Les trombes sont fort fréquentes auprès de certaines côtes de la Méditerranée, sur-tout lorsque le ciel est fort couvert & que le vent souffle en même tems de plusieurs côtés ; elles sont plus communes près des caps de Laodicée, de Grecgo & de Carmel, que dans les autres parties de la Méditerranée.

Mais il faut distinguer, dit M. de Buffon, deux especes de trombes : la premiere, qui est la trombe dont nous venons de parler, n’est autre chose qu’une nuée épaisse, comprimée, resserrée & réduite en un petit espace par des vents opposés & contraires, lesquels soufflant en même tems de plusieurs côtés, donnent à la nuée la forme d’un tourbillon cylindrique, & font que l’eau tombe tout-à-la-fois sous cette forme cylindrique ; la quantité d’eau est si grande & la chûte en est si précipitée, que si malheureusement une de ces trombes tomboit sur un vaisseau, elle le briseroit & le submergeroit dans un instant. On prétend, & cela pourroit être fondé, qu’en tirant sur la trombe plusieurs coups de canons chargés à boulets, on la rompt, & que cette commotion de l’air la fait cesser assez promptement ; cela revient à l’effet des cloches qu’on sonne pour écarter les nuages qui portent le tonnerre & la grêle.

L’autre espece de trombe, continue M. de Buffon, s’appelle typhon ; & plusieurs auteurs ont confondu le typhon avec l’ouragan, sur-tout en parlant des tempêtes de la mer de la Chine, qui est en effet sujette à tous deux, cependant ils ont des causes bien différentes. Le typhon ne descend pas des nuages comme la premiere espece de trombe, il n’est pas uniquement produit par le tournoiement des vents comme l’ouragan, il s’éleve de la mer vers le ciel avec une grande violence ; & quoique ces typhons ressemblent aux tourbillons qui s’élevent sur la terre en tournoyant, ils ont une autre origine. On voit souvent, lorsque les vents sont violents & contraires, les ouragans élever des tourbillons de sable, de terre, & souvent ils enlevent & transportent dans ce tourbillon les maisons, les arbres, les animaux. Les typhons de mer au contraire restent dans la même place, & ils n’ont pas d’autre cause que celle des feux souterreins ; car la mer est alors dans une grande ébullition, & l’air est si fort rempli d’exhalaisons sulphureuses que le ciel paroît caché d’une croute couleur de cuivre, quoiqu’il n’y ait aucun nuage, & qu’on puisse voir à-travers ces vapeurs le soleil & les étoiles ; c’est à ces feux souterreins qu’on peut attribuer la tiédeur de la mer de la Chine en hiver, où ces typhons sont très-fréquens. Voyez Acta erud. Lips. supplem. tome I. pag. 405. Hist. nat. génér. & part. tome I.
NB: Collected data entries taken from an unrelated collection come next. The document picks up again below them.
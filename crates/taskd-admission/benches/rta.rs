//! Benchmarks the cost of one admission decision as the prospective active
//! set grows, since `admit` re-runs RTA over every task in the set rather
//! than only the candidate (see `is_schedulable`'s doc comment).

use criterion::{black_box, criterion_group, criterion_main, BenchmarkId, Criterion};
use taskd_admission::admit;
use taskd_catalog::Catalog;

fn bench_admit(c: &mut Criterion) {
    let catalog = Catalog::builtin();
    let mut group = c.benchmark_group("admit");

    for active_len in [0usize, 4, 8, 16] {
        let t1 = catalog.lookup("t1").unwrap().clone();
        let active = vec![t1; active_len];

        group.bench_with_input(
            BenchmarkId::from_parameter(active_len),
            &active,
            |b, active| {
                b.iter(|| admit(black_box(&catalog), black_box(active), "t1", 64));
            },
        );
    }

    group.finish();
}

criterion_group!(benches, bench_admit);
criterion_main!(benches);
//! Admission control: catalog resolution plus Response Time Analysis (RTA).
//!
//! `admit` is a pure function of the prospective task set — it owns no
//! state of its own, which makes it directly unit- and property-testable
//! without spinning up a supervisor or any threads.

use taskd_catalog::{Catalog, TaskTemplate};
use thiserror::Error;

#[derive(Debug, Error, Clone, Copy, PartialEq, Eq)]
pub enum AdmissionError {
    #[error("unknown task")]
    UnknownTask,
    #[error("prospective set would exceed capacity")]
    CapacityFull,
    #[error("prospective set is not schedulable")]
    Unschedulable,
}

/// Attempts to admit `name` into the set of `active` templates.
///
/// On success returns the resolved [`TaskTemplate`] so the caller (the
/// Supervisor) can spawn an executor for it without a second catalog lookup.
pub fn admit(
    catalog: &Catalog,
    active: &[TaskTemplate],
    name: &str,
    max_tasks: usize,
) -> Result<TaskTemplate, AdmissionError> {
    let candidate = catalog.lookup(name).ok_or(AdmissionError::UnknownTask)?.clone();

    if active.len() + 1 > max_tasks {
        return Err(AdmissionError::CapacityFull);
    }

    let mut prospective: Vec<TaskTemplate> = active.to_vec();
    prospective.push(candidate.clone());

    if is_schedulable(&prospective) {
        Ok(candidate)
    } else {
        Err(AdmissionError::Unschedulable)
    }
}

/// Runs RTA over every task in `set`, ordered by increasing priority number
/// (i.e. highest priority first). A task's response time only depends on
/// tasks strictly higher in priority, but admitting a new high-priority task
/// can push a previously-fine lower-priority task over its deadline, so every
/// task in the prospective set is re-checked rather than only the candidate.
fn is_schedulable(set: &[TaskTemplate]) -> bool {
    let mut ordered: Vec<&TaskTemplate> = set.iter().collect();
    ordered.sort_by_key(|t| t.priority);

    for (idx, task) in ordered.iter().enumerate() {
        let higher_priority = &ordered[..idx];
        match response_time(task, higher_priority) {
            Some(r) if r <= task.relative_deadline_ms => continue,
            _ => return false,
        }
    }
    true
}

/// Worst-case response time fixed-point iteration for a single task against
/// the tasks that can preempt it.
///
/// `R^(0) = wcet`, `R^(k+1) = wcet + sum(ceil(R^(k) / period_j) * wcet_j)`.
/// Terminates on convergence (schedulable) or once the candidate response
/// time exceeds the task's deadline (unschedulable).
fn response_time(task: &TaskTemplate, higher_priority: &[&TaskTemplate]) -> Option<u64> {
    let mut r = task.wcet_ms;
    loop {
        let interference: u64 = higher_priority
            .iter()
            .map(|hp| ceil_div(r, hp.period_ms) * hp.wcet_ms)
            .sum();
        let next = task.wcet_ms + interference;

        if next == r {
            return Some(r);
        }
        if next > task.relative_deadline_ms {
            return None;
        }
        r = next;
    }
}

fn ceil_div(a: u64, b: u64) -> u64 {
    (a + b - 1) / b
}

#[cfg(test)]
mod tests {
    use super::*;

    fn template(name: &'static str, period: u64, deadline: u64, wcet: u64, priority: u32) -> TaskTemplate {
        TaskTemplate {
            name,
            period_ms: period,
            relative_deadline_ms: deadline,
            wcet_ms: wcet,
            priority,
        }
    }

    #[test]
    fn unknown_task_is_rejected() {
        let catalog = Catalog::builtin();
        let err = admit(&catalog, &[], "does-not-exist", 20).unwrap_err();
        assert_eq!(err, AdmissionError::UnknownTask);
    }

    #[test]
    fn empty_set_admits_first_task() {
        let catalog = Catalog::builtin();
        let t = admit(&catalog, &[], "t1", 20).unwrap();
        assert_eq!(t.name, "t1");
    }

    #[test]
    fn capacity_full_is_enforced() {
        let catalog = Catalog::builtin();
        let t1 = catalog.lookup("t1").unwrap().clone();
        let active = vec![t1; 2];
        let err = admit(&catalog, &active, "t2", 2).unwrap_err();
        assert_eq!(err, AdmissionError::CapacityFull);
    }

    #[test]
    fn grossly_overloaded_set_is_unschedulable() {
        // Three tasks each demanding full CPU at the same period cannot
        // possibly meet their own deadlines together.
        let t1 = template("a", 10, 10, 10, 0);
        let t2 = template("b", 10, 10, 10, 1);
        let set = vec![t1, t2];
        assert!(!is_schedulable(&set));
    }

    #[test]
    fn single_task_well_under_its_period_is_schedulable() {
        let t = template("solo", 100, 100, 5, 0);
        assert!(is_schedulable(&[t]));
    }

    #[test]
    fn lower_priority_addition_does_not_disturb_higher_priority_task() {
        let hi = template("hi", 20, 20, 5, 0);
        let lo = template("lo", 100, 100, 10, 1);
        assert!(is_schedulable(&[hi.clone(), lo]));
        assert_eq!(response_time(&hi, &[]), Some(5));
    }

    proptest::proptest! {
        #[test]
        fn response_time_never_shrinks_the_task_below_its_own_wcet(
            wcet in 1u64..50,
            period in 1u64..500,
        ) {
            let deadline = period;
            let t = template("p", period.max(wcet), deadline.max(wcet), wcet, 0);
            if let Some(r) = response_time(&t, &[]) {
                proptest::prop_assert!(r >= t.wcet_ms);
            }
        }
    }
}
use std::hint::black_box;
use std::time::{Duration, Instant};
use thiserror::Error;

/// How long the calibrator spends measuring. Chosen small enough that total
/// calibration is well under the 500ms budget even with scheduling jitter.
const CALIBRATION_WINDOW: Duration = Duration::from_millis(30);

#[derive(Debug, Error, Clone, Copy, PartialEq, Eq)]
pub enum CalibrationError {
    #[error("calibration measured zero iterations per millisecond")]
    ZeroRate,
}

/// Reproducible (within ~20% on an unloaded host) measurement of how many
/// iterations of [`busy_work`]'s body execute per millisecond on this host.
/// Immutable after creation; shared read-only by every executor thread.
#[derive(Debug, Clone, Copy)]
pub struct Calibration {
    pub iters_per_ms: u64,
}

impl Calibration {
    /// Measures the host. Must run once, before the server starts accepting
    /// connections — the process must never serve traffic with a zero or
    /// missing calibration.
    pub fn measure() -> Result<Self, CalibrationError> {
        let mut counter: u64 = 0;
        let mut acc: u64 = 0;
        let start = Instant::now();

        while start.elapsed() < CALIBRATION_WINDOW {
            for _ in 0..1_000 {
                acc = lcg_step(acc);
                counter += 1;
            }
        }
        black_box(acc);

        let elapsed_ms = start.elapsed().as_millis().max(1) as u64;
        let iters_per_ms = counter / elapsed_ms;

        if iters_per_ms == 0 {
            return Err(CalibrationError::ZeroRate);
        }
        Ok(Calibration { iters_per_ms })
    }

    /// Maps a declared WCET to the iteration count an executor should run.
    pub fn iterations_for_wcet(&self, wcet_ms: u64) -> u64 {
        wcet_ms.saturating_mul(self.iters_per_ms)
    }
}

#[inline(always)]
fn lcg_step(x: u64) -> u64 {
    x.wrapping_mul(6_364_136_223_846_793_005).wrapping_add(1_442_695_040_888_963_407)
}

/// The calibrated busy body an executor runs once per release. Same
/// arithmetic as the calibrator so the iteration count means what the
/// calibration measured.
pub fn busy_work(iterations: u64) {
    let mut acc: u64 = 0;
    for i in 0..iterations {
        acc = lcg_step(acc ^ i);
    }
    black_box(acc);
}

#[cfg(test)]
mod tests {
    use super::*;

    #[test]
    fn calibration_yields_a_positive_rate() {
        let cal = Calibration::measure().expect("host can be calibrated");
        assert!(cal.iters_per_ms > 0);
    }

    #[test]
    fn calibration_completes_well_under_budget() {
        let start = Instant::now();
        Calibration::measure().unwrap();
        assert!(start.elapsed() < Duration::from_millis(500));
    }

    #[test]
    fn iterations_for_wcet_scales_linearly() {
        let cal = Calibration { iters_per_ms: 1_000 };
        assert_eq!(cal.iterations_for_wcet(5), 5_000);
        assert_eq!(cal.iterations_for_wcet(0), 0);
    }
}
//! The Task Supervisor: the sole owner of the active-instance set.
//!
//! Everything here runs on a single thread. Admission decisions, identifier
//! allocation, and executor lifecycle all happen without a lock because
//! nothing outside this loop ever touches the active set — cross-thread
//! communication is limited to the bounded event queue in and the per-instance
//! cancel flag out (both owned by `taskd-protocol` / `taskd-executor`
//! respectively).

use std::collections::HashMap;
use std::sync::atomic::{AtomicBool, Ordering};
use std::sync::Arc;
use std::time::Duration;

use taskd_admission::{admit, AdmissionError};
use taskd_catalog::{Catalog, TaskTemplate};
use taskd_executor::{Calibration, ExecutorJoinError, TaskInstance};
use taskd_protocol::{Command, ErrorReason, Event, EventReceiver, Response};

/// How long the executor's join is given to complete once cancelled, as a
/// multiple of the longest period in the catalog (§4.E: "fatal on timeout
/// exceeding 2 * max_period").
const JOIN_TIMEOUT_PERIODS: u64 = 2;

/// Owns the active set of [`TaskInstance`]s and dispatches every dequeued
/// [`Event`] to completion before looking at the next one.
pub struct Supervisor {
    catalog: Arc<Catalog>,
    calibration: Arc<Calibration>,
    max_tasks: usize,
    join_timeout: Duration,
    active: HashMap<u32, TaskInstance>,
}

impl Supervisor {
    pub fn new(catalog: Arc<Catalog>, calibration: Arc<Calibration>, max_tasks: usize) -> Self {
        let max_period_ms = catalog.iter().map(|t| t.period_ms).max().unwrap_or(1);
        let join_timeout = Duration::from_millis(max_period_ms * JOIN_TIMEOUT_PERIODS);
        Supervisor {
            catalog,
            calibration,
            max_tasks,
            join_timeout,
            active: HashMap::new(),
        }
    }

    /// Number of currently-active (non-`Joined`) instances.
    pub fn active_count(&self) -> usize {
        self.active.len()
    }

    /// Drives the event loop: dequeues one [`Event`] at a time, dispatches
    /// it, and writes the reply back through its [`taskd_protocol::ReplySink`]
    /// before looking at the next event — this is what gives admission
    /// decisions sequential consistency (I3) and per-connection
    /// reply-before-next-request ordering.
    ///
    /// Returns once `shutdown` is observed set, after tearing down every
    /// remaining active instance — whether that flag was set by a `SHUTDOWN`
    /// command (handled inline, below) or externally (e.g. a signal handler).
    pub fn run(mut self, events: &EventReceiver, shutdown: &Arc<AtomicBool>, poll_interval: Duration) {
        while !shutdown.load(Ordering::SeqCst) {
            if let Some(event) = events.recv_timeout(poll_interval) {
                let Event { conn, cmd } = event;
                let response = self.dispatch(shutdown, cmd);
                conn.reply(response);
            }
        }
        self.shutdown_all();
    }

    fn dispatch(&mut self, shutdown: &Arc<AtomicBool>, cmd: Command) -> Response {
        match cmd {
            Command::Activate(name) => self.activate(&name),
            Command::Deactivate(id) => self.deactivate(id),
            Command::Shutdown => {
                shutdown.store(true, Ordering::SeqCst);
                self.shutdown_all();
                Response::Ok
            }
            Command::Invalid(reason) => Response::Err(reason),
        }
    }

    fn activate(&mut self, name: &str) -> Response {
        let active_templates: Vec<TaskTemplate> =
            self.active.values().map(|i| i.template.clone()).collect();

        match admit(&self.catalog, &active_templates, name, self.max_tasks) {
            Ok(template) => {
                let id = self
                    .allocate_id()
                    .expect("admit() already bounded the active set to max_tasks");
                tracing::info!(task_id = id, task = template.name, "task activated");
                let instance = TaskInstance::spawn(id, template, Arc::clone(&self.calibration));
                self.active.insert(id, instance);
                Response::Activated(id)
            }
            Err(err) => {
                tracing::debug!(task = name, error = %err, "activation rejected");
                Response::Err(map_admission_error(err))
            }
        }
    }

    fn deactivate(&mut self, id: u32) -> Response {
        match self.active.remove(&id) {
            Some(instance) => {
                instance.cancel();
                match instance.join_bounded(self.join_timeout) {
                    Ok(()) => {
                        tracing::info!(task_id = id, "task deactivated");
                        Response::Ok
                    }
                    Err(ExecutorJoinError::Timeout) => {
                        tracing::error!(
                            task_id = id,
                            timeout_ms = self.join_timeout.as_millis() as u64,
                            "executor failed to join within the fatal bound"
                        );
                        std::process::exit(1);
                    }
                    Err(ExecutorJoinError::Panicked) => {
                        tracing::error!(task_id = id, "executor thread panicked during join");
                        std::process::exit(1);
                    }
                }
            }
            None => Response::Err(ErrorReason::UnknownId),
        }
    }

    /// Cancels and joins every remaining active instance. Idempotent: safe
    /// to call again on an already-empty active set (the external-shutdown
    /// path in `run` always calls this after the loop exits, even if a
    /// `SHUTDOWN` command already drained it).
    ///
    /// Cancellation is fanned out to every instance before any join, so the
    /// bounded waits below overlap across instances instead of summing.
    fn shutdown_all(&mut self) {
        let instances: Vec<TaskInstance> = self.active.drain().map(|(_, inst)| inst).collect();
        for instance in &instances {
            instance.cancel();
        }
        for instance in instances {
            let id = instance.id;
            match instance.join_bounded(self.join_timeout) {
                Ok(()) => tracing::info!(task_id = id, "task deactivated during shutdown"),
                Err(err) => {
                    tracing::error!(task_id = id, error = %err, "executor failed to join during shutdown");
                    std::process::exit(1);
                }
            }
        }
    }

    /// Smallest unused identifier in `[1, max_tasks]`, per §4.E's
    /// deterministic allocation discipline (I1, I5, P1).
    fn allocate_id(&self) -> Option<u32> {
        (1..=self.max_tasks as u32).find(|candidate| !self.active.contains_key(candidate))
    }
}

fn map_admission_error(err: AdmissionError) -> ErrorReason {
    match err {
        AdmissionError::UnknownTask => ErrorReason::UnknownTask,
        AdmissionError::CapacityFull => ErrorReason::CapacityFull,
        AdmissionError::Unschedulable => ErrorReason::Unschedulable,
    }
}
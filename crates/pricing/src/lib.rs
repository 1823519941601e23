//! `pricetruth-pricing`
//!
//! **Responsibility:** turn evidence snippets into prices, and prices into
//! comparable monthly USD values.
//!
//! - Parsing reads exactly one money expression per snippet.
//! - Normalization only happens when cadence, currency and seats are all
//!   known; otherwise it is blocked and the reason is reported as a gap.
//! - FX rates are never inferred.

pub mod amount;
pub mod fx;
pub mod normalize;
pub mod parse;

pub use amount::parse_amount;
pub use fx::FxTable;
pub use normalize::{
    NormalizationBlocked, NormalizationOutcome, NormalizationStep, NormalizedPrice, normalize,
};
pub use parse::{Cadence, ParseFailure, ParsedPrice, PriceOrigin, parse_snippet, parse_text};
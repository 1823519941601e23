//! The terminal artifact of a run.

use serde::{Deserialize, Serialize};

use pricetruth_core::{Citation, Gap};

use crate::aggregate::CompetitorPricing;

#[derive(Debug, Clone, Copy, PartialEq, Eq, Hash, Serialize, Deserialize)]
#[serde(rename_all = "UPPERCASE")]
pub enum VerdictStatus {
    Underpriced,
    Fair,
    Overpriced,
    Undeterminable,
}

impl VerdictStatus {
    pub fn as_str(&self) -> &'static str {
        match self {
            VerdictStatus::Underpriced => "UNDERPRICED",
            VerdictStatus::Fair => "FAIR",
            VerdictStatus::Overpriced => "OVERPRICED",
            VerdictStatus::Undeterminable => "UNDETERMINABLE",
        }
    }
}

impl core::fmt::Display for VerdictStatus {
    fn fmt(&self, f: &mut core::fmt::Formatter<'_>) -> core::fmt::Result {
        f.write_str(self.as_str())
    }
}

#[derive(Debug, Clone, Copy, PartialEq, Eq, Hash, Serialize, Deserialize)]
#[serde(rename_all = "UPPERCASE")]
pub enum ConfidenceLevel {
    High,
    Medium,
    Low,
}

impl ConfidenceLevel {
    /// Fixed numeric equivalent used by renderers.
    pub fn score(&self) -> f64 {
        match self {
            ConfidenceLevel::High => 0.9,
            ConfidenceLevel::Medium => 0.6,
            ConfidenceLevel::Low => 0.3,
        }
    }

    /// Bucket a raw `[0, 1]` score.
    pub fn from_raw(raw: f64) -> Self {
        if raw >= 0.7 {
            ConfidenceLevel::High
        } else if raw >= 0.4 {
            ConfidenceLevel::Medium
        } else {
            ConfidenceLevel::Low
        }
    }

    pub fn as_str(&self) -> &'static str {
        match self {
            ConfidenceLevel::High => "HIGH",
            ConfidenceLevel::Medium => "MEDIUM",
            ConfidenceLevel::Low => "LOW",
        }
    }
}

#[derive(Debug, Clone, Copy, PartialEq, Serialize, Deserialize)]
pub struct Confidence {
    pub level: ConfidenceLevel,
    pub score: f64,
}

impl Confidence {
    pub fn from_level(level: ConfidenceLevel) -> Self {
        Self {
            level,
            score: level.score(),
        }
    }
}

/// Field names are a stable contract with the report renderers.
#[derive(Debug, Clone, PartialEq, Serialize)]
pub struct PricingVerdict {
    status: VerdictStatus,
    confidence: Confidence,
    summary: String,
    key_reasons: Vec<String>,
    gaps: Vec<Gap>,
    competitor_table: Vec<CompetitorPricing>,
    citations: Vec<Citation>,
}

impl PricingVerdict {
    pub(crate) fn new(
        status: VerdictStatus,
        confidence: Confidence,
        summary: String,
        key_reasons: Vec<String>,
        gaps: Vec<Gap>,
        competitor_table: Vec<CompetitorPricing>,
        citations: Vec<Citation>,
    ) -> Self {
        Self {
            status,
            confidence,
            summary,
            key_reasons,
            gaps,
            competitor_table,
            citations,
        }
    }

    pub fn status(&self) -> VerdictStatus {
        self.status
    }

    pub fn confidence(&self) -> Confidence {
        self.confidence
    }

    pub fn summary(&self) -> &str {
        &self.summary
    }

    pub fn key_reasons(&self) -> &[String] {
        &self.key_reasons
    }

    pub fn gaps(&self) -> &[Gap] {
        &self.gaps
    }

    pub fn competitor_table(&self) -> &[CompetitorPricing] {
        &self.competitor_table
    }

    pub fn citations(&self) -> &[Citation] {
        &self.citations
    }

    pub fn comparable_count(&self) -> usize {
        self.competitor_table
            .iter()
            .filter(|c| c.is_comparable())
            .count()
    }
}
Voici ce que dit Thévenot, dans son voyage du Levant. « Nous vîmes des trombes dans le golfe Persique, entre les îles Quésomo, Laréca, & Ormus. Je crois que peu de personnes ont considéré les trombes avec toute l’attention que j’ai faite, dans la rencontre dont je viens de parler, & peut-être qu’on n’a jamais fait les remarques que le hasard m’a donné lieu de faire ; je les exposerai avec toute la simplicité dont je fais profession dans tout le récit de mon voyage, afin de rendre les choses plus sensibles & plus aisées à comprendre.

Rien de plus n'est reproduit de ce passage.